Author: Abdullah A. Alshreef, Grant A. McAuley, Jerry D Slater 👨🔬
Affiliation: Loma Linda University Medical Center, Loma Linda University 🌍
Purpose: In this project we investigate the use of a single permanent magnet quadrupole to create pass-through proton minibeams suitable for potential clinical use and preclinical radiobiology experiments
Methods: Monte Carlo simulations were performed using TOPAZ 3.9 with 250 MeV protons using Gaussian symmetric beam models (σ = 5 mm; σ’ = 2 mrad) focused by a single quadrupole modelled as a Halbach cylinder. Symmetric and planar beamlets were produced by modelling an axial spinning or stationary magnet, respectively. Dose distributions of single beamlets were scored in a water phantom, and minibeam composite dose distributions were created by laterally shifting beamlet distributions in the phantom. A pilot experiment analogous to the MC simulations was performed simulating the rotation of the magnet by rotating EBT3 film.
Results: Simulations produced symmetric beamlets with minimum FWHM = 3.4 mm at a 78 mm depth. Dose at this depth was ~ 7 times larger than at 150 mm.
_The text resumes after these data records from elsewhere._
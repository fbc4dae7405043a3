#![forbid(unsafe_code)]

mod cmd;
mod output;

use chrono::Utc;
use clap::{CommandFactory, Parser, Subcommand};
use midan_core::config::{CliOverrides, resolve_config};
use output::{CliError, OutputMode, render_error, resolve_output_mode};
use std::env;
use std::path::PathBuf;
use std::process::ExitCode;
use tracing::{debug, info};
use tracing_subscriber::{EnvFilter, fmt, prelude::*};

#[derive(Parser, Debug)]
#[command(
    author,
    version,
    about = "midan: form teams around time-boxed events",
    long_about = None
)]
struct Cli {
    /// Enable verbose logging.
    #[arg(short, long, global = true)]
    verbose: bool,

    /// Emit JSON output instead of human-readable text.
    #[arg(long, global = true)]
    json: bool,

    /// Output format (overrides `--json`, `FORMAT` and config).
    #[arg(long, global = true, value_enum)]
    format: Option<OutputMode>,

    /// Directory holding persisted reactions and invites.
    #[arg(long, global = true, value_name = "DIR")]
    data_dir: Option<PathBuf>,

    /// Connect the mock wallet before running the command.
    #[arg(long, global = true)]
    connect: bool,

    /// Suppress non-essential log output.
    #[arg(short, long, global = true)]
    quiet: bool,

    #[command(subcommand)]
    command: Commands,
}

impl Cli {
    fn overrides(&self) -> CliOverrides {
        CliOverrides {
            format: self.format.map(|mode| mode.as_str().to_string()),
            json: self.json,
            data_dir: self.data_dir.clone(),
        }
    }
}

#[derive(Subcommand, Debug)]
enum Commands {
    #[command(
        next_help_heading = "Browse",
        about = "List events",
        long_about = "List the event catalogue with type, status and search filters, plus the trending strip.",
        after_help = "EXAMPLES:\n    # Ongoing trading events, most reacted first\n    midan events --type trade --status ongoing --sort trending\n\n    # Search names and subtitles\n    midan events --q sonic\n\n    # Emit machine-readable output\n    midan events --json"
    )]
    Events(cmd::events::EventsArgs),

    #[command(
        next_help_heading = "Browse",
        about = "Show an event's teams",
        long_about = "Show the competition overview of one event: stats, invite counts and the filtered team list.",
        after_help = "EXAMPLES:\n    # Teams with an open spot\n    midan teams sonic-trade --joinable\n\n    # Private teams whose name or captain matches\n    midan teams sonic-trade --private --q beta"
    )]
    Teams(cmd::teams::TeamsArgs),

    #[command(
        next_help_heading = "Browse",
        about = "Route a location and print the page",
        long_about = "Route any in-app location (events list, my teams, overview or team page) and print the resulting page.",
        after_help = "EXAMPLES:\n    # A team page\n    midan open '#/competition/sonic-trade/team/1'\n\n    # Open a shared link, counting the invite\n    midan open '#/competition/sonic-trade?ref=0xA100…0000'\n\n    # Unknown locations land on the events list\n    midan open /nowhere --json"
    )]
    Open(cmd::open::OpenArgs),

    #[command(
        next_help_heading = "Engage",
        about = "Toggle a reaction on an event",
        long_about = "Toggle the session user's emoji reaction on an event. Reactions persist across sessions.",
        after_help = "EXAMPLES:\n    # Fire up an event\n    midan --connect react sonic-trade 🔥\n\n    # Reacting again with the same emoji clears it\n    midan --connect react sonic-trade 🔥"
    )]
    React(cmd::react::ReactArgs),

    #[command(
        next_help_heading = "Engage",
        about = "Show invite stats for an event",
        long_about = "Show how many times shared links to an event were opened, and by whose link.",
        after_help = "EXAMPLES:\n    # Invite opens for an event\n    midan invites sonic-trade\n\n    # Emit machine-readable output\n    midan invites sonic-trade --json"
    )]
    Invites(cmd::invites::InvitesArgs),

    #[command(
        next_help_heading = "Engage",
        about = "Replay a scripted session",
        long_about = "Apply a JSON-lines action script to one in-memory session and print one outcome per action.",
        after_help = "EXAMPLES:\n    # Read actions from a file\n    midan session actions.jsonl\n\n    # Read actions from stdin\n    echo '{\"action\":\"connect\"}' | midan session -"
    )]
    Session(cmd::session::SessionArgs),

    #[command(
        next_help_heading = "Setup",
        about = "Generate shell completions",
        after_help = "EXAMPLES:\n    # Bash\n    midan completions bash > ~/.local/share/bash-completion/completions/midan"
    )]
    Completions(cmd::completions::CompletionsArgs),
}

fn init_tracing(verbose: bool, quiet: bool) {
    let filter = EnvFilter::try_from_env("MIDAN_LOG").unwrap_or_else(|_| {
        EnvFilter::new(if verbose || env::var("DEBUG").is_ok() {
            "midan=debug,info"
        } else if quiet {
            "error"
        } else {
            "midan=info,warn"
        })
    });

    let format = env::var("MIDAN_LOG_FORMAT").unwrap_or_else(|_| "compact".to_string());

    let registry = tracing_subscriber::registry().with(filter);

    match format.as_str() {
        "json" => {
            registry
                .with(fmt::layer().json().with_ansi(false).with_writer(std::io::stderr))
                .init();
        }
        _ => {
            registry
                .with(fmt::layer().compact().with_writer(std::io::stderr))
                .init();
        }
    }
}

/// Run the command. Errors carry the output mode they must be rendered in:
/// the flag/env fallback until the config is loaded, the resolved mode after.
fn run(cli: &Cli) -> Result<(), (OutputMode, anyhow::Error)> {
    let fallback = resolve_output_mode(cli.format, cli.json);
    let project_root = env::current_dir().map_err(|e| (fallback, e.into()))?;

    let config = resolve_config(&project_root, &cli.overrides()).map_err(|e| (fallback, e))?;
    let output = OutputMode::from_resolved(&config.resolved_output);
    debug!(output = output.as_str(), data_dir = %config.data_dir.display(), "config resolved");

    let ctx = cmd::Context {
        output,
        config,
        connect: cli.connect,
        now: Utc::now(),
    };

    let result = match &cli.command {
        Commands::Events(args) => cmd::events::run_events(args, &ctx),
        Commands::Teams(args) => cmd::teams::run_teams(args, &ctx),
        Commands::Open(args) => cmd::open::run_open(args, &ctx),
        Commands::React(args) => cmd::react::run_react(args, &ctx),
        Commands::Invites(args) => cmd::invites::run_invites(args, &ctx),
        Commands::Session(args) => cmd::session::run_session(args, &ctx),
        Commands::Completions(args) => {
            let mut command = Cli::command();
            cmd::completions::run_completions(args.shell, &mut command)
        }
    };
    result.map_err(|e| (output, e))
}

fn main() -> ExitCode {
    let cli = Cli::parse();
    init_tracing(cli.verbose, cli.quiet);

    if cli.verbose {
        info!("Verbose mode enabled");
    }

    match run(&cli) {
        Ok(()) => ExitCode::SUCCESS,
        Err((mode, err)) => {
            debug!(error = ?err, "command failed");
            if render_error(mode, &CliError::from(&err)).is_err() {
                eprintln!("error: {err:#}");
            }
            ExitCode::FAILURE
        }
    }
}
A preliminary pilot experiment analogous to the MC simulations consisting of only a 9% rotation showed a FWHM = 4.6 mm at 78 mm WED.
Conclusion: A single high lens power quadrupole permanent magnet can potentially be used to create symmetric and planar proton pass-through minibeams using standard clinical energies suitable for potential clinical use as well as radiobiology experiments.